## [WHAT YOU WILL DO]
Copy verbatim the block of lines in the entries below whose first line contains "impl From<NaiveDate> for" and whose last line contains "let s = String::deserialize(deserializer)?;". Leave out all other lines.
Content starts
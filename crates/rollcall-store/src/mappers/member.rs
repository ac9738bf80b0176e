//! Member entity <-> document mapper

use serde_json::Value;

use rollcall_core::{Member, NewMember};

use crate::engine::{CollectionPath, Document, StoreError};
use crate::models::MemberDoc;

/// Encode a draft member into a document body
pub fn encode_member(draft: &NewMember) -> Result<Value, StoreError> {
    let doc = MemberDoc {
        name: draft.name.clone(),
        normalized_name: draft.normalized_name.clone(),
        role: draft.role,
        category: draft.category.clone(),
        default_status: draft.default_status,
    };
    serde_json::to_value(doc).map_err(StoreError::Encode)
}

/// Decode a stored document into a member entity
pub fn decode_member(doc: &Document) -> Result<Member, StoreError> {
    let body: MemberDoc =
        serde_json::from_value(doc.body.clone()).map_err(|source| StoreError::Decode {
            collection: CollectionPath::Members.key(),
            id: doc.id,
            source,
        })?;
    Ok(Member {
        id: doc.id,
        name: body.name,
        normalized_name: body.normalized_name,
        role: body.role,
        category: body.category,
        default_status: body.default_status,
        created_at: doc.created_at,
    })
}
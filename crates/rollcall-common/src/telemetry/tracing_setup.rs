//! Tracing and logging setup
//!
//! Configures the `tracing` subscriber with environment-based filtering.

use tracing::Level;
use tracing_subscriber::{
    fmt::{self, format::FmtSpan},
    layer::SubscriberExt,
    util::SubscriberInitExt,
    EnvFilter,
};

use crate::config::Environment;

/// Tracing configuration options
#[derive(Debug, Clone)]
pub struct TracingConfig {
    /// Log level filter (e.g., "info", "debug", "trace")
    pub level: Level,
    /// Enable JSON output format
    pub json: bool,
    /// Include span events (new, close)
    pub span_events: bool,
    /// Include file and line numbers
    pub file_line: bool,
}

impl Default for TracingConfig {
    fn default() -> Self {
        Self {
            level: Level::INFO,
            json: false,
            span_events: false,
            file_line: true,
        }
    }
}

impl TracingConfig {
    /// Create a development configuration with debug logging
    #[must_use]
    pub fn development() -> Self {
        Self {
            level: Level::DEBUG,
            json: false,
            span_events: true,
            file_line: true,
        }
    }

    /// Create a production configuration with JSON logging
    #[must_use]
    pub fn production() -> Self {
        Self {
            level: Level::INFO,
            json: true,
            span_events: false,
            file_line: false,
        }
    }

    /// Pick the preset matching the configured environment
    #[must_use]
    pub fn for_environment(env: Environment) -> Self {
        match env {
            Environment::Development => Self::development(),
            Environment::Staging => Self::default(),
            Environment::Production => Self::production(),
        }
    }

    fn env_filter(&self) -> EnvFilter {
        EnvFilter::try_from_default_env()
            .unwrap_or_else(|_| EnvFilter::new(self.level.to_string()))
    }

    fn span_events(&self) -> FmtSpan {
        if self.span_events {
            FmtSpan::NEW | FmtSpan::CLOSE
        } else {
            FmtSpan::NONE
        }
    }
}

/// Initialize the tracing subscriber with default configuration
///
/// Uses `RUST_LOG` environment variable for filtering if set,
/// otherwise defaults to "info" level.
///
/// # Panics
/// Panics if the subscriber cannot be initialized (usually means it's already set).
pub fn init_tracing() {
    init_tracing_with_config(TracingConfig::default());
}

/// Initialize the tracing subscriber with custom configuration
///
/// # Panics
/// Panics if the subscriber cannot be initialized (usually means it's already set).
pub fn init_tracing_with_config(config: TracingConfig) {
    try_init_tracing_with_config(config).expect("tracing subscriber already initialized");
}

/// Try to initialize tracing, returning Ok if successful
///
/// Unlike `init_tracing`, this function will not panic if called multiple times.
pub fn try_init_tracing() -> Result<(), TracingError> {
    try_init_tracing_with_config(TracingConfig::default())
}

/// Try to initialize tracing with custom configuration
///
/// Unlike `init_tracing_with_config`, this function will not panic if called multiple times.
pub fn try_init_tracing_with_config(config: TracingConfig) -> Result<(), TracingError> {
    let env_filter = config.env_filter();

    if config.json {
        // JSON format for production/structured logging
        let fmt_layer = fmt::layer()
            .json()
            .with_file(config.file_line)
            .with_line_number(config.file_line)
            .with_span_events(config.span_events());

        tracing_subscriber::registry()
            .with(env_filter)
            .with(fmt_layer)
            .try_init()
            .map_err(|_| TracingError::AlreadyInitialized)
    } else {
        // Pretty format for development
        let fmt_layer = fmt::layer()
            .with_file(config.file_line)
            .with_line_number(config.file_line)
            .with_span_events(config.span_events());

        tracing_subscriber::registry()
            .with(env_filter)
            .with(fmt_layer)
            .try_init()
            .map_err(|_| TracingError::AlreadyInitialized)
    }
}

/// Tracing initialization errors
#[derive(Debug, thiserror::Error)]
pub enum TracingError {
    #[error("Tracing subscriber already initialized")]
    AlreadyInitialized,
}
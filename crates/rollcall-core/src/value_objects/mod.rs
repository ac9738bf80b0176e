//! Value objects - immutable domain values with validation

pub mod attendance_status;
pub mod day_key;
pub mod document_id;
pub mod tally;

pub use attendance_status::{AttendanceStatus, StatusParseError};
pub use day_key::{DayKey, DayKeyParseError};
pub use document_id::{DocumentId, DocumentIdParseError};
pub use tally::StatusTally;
Content ends
Content starts
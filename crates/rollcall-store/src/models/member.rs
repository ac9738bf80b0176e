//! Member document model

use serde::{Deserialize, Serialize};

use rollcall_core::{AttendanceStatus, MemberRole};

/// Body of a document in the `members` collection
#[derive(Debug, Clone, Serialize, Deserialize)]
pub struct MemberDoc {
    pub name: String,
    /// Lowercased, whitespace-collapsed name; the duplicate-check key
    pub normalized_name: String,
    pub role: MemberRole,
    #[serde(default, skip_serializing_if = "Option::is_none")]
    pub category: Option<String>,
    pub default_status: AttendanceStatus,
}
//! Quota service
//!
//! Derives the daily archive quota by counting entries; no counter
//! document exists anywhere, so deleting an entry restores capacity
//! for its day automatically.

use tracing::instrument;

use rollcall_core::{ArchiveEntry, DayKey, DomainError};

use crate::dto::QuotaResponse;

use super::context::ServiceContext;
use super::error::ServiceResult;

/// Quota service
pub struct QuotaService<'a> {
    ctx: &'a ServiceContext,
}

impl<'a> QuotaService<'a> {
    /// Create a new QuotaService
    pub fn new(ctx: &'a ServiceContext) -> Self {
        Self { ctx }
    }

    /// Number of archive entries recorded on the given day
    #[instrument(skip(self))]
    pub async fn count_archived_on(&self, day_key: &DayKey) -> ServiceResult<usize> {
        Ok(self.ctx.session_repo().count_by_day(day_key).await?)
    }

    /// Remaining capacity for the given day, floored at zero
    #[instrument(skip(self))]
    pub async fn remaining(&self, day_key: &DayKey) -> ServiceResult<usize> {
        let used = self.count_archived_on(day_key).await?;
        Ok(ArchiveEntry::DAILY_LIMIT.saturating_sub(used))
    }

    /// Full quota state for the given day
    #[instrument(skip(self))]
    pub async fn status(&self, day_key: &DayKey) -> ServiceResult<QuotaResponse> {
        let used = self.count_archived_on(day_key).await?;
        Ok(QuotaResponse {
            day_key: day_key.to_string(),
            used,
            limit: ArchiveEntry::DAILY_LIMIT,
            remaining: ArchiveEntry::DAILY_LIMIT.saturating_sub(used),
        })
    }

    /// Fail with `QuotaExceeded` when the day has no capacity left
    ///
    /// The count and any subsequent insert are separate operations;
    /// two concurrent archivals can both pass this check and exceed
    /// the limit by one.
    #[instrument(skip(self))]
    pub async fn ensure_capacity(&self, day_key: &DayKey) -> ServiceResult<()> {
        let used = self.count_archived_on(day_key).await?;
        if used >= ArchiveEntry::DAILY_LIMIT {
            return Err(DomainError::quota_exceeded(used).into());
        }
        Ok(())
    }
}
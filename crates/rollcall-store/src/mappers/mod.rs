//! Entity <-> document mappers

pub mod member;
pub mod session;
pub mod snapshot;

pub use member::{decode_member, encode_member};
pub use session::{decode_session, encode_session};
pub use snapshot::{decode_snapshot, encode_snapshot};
Content ends
Content starts
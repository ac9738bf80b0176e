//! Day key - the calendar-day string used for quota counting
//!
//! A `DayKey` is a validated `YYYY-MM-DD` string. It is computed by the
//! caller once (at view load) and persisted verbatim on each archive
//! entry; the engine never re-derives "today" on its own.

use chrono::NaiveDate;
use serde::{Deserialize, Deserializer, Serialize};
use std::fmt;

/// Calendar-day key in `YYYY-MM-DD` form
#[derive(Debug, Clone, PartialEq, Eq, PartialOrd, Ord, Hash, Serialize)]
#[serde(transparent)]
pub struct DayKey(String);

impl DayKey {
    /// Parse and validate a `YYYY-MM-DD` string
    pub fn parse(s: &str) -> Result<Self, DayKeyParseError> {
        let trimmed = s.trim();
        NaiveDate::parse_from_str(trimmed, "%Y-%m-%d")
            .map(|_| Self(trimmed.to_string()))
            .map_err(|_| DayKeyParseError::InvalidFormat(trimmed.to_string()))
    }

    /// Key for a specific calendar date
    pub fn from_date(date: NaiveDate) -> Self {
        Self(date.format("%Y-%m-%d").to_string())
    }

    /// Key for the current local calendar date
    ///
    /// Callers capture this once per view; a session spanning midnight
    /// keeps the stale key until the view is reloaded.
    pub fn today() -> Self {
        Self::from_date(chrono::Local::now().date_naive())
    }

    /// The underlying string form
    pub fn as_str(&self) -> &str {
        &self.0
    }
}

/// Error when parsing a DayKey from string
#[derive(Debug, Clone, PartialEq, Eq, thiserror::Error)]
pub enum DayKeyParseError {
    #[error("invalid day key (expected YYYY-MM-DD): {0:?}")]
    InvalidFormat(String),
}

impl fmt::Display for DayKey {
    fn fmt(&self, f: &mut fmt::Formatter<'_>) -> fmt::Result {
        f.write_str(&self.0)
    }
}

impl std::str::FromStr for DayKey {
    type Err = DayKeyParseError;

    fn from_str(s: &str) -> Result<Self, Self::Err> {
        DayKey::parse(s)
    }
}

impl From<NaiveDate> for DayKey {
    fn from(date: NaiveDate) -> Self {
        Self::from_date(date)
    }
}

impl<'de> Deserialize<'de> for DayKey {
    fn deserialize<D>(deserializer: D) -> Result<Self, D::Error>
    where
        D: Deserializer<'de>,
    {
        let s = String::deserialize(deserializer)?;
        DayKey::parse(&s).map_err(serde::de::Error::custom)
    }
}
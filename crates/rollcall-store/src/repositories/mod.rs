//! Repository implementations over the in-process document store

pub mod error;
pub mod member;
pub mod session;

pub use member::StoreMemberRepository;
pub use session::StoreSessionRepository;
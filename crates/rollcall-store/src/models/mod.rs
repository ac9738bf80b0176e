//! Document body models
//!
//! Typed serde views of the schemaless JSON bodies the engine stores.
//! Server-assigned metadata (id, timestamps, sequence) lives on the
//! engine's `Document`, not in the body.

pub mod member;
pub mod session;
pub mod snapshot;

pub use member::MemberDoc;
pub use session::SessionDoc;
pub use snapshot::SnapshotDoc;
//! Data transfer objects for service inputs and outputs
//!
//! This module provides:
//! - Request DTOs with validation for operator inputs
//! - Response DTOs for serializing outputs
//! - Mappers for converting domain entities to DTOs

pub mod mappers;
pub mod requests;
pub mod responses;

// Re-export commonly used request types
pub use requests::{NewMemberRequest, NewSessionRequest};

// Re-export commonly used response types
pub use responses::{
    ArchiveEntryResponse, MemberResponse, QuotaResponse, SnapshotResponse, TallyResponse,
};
Content ends
## [RESPONSE TO THIS EXERCISE]
impl From<NaiveDate> for DayKey {
    fn from(date: NaiveDate) -> Self {
        Self::from_date(date)
    }
}

impl<'de> Deserialize<'de> for DayKey {
    fn deserialize<D>(deserializer: D) -> Result<Self, D::Error>
    where
        D: Deserializer<'de>,
    {
        let s = String::deserialize(deserializer)?;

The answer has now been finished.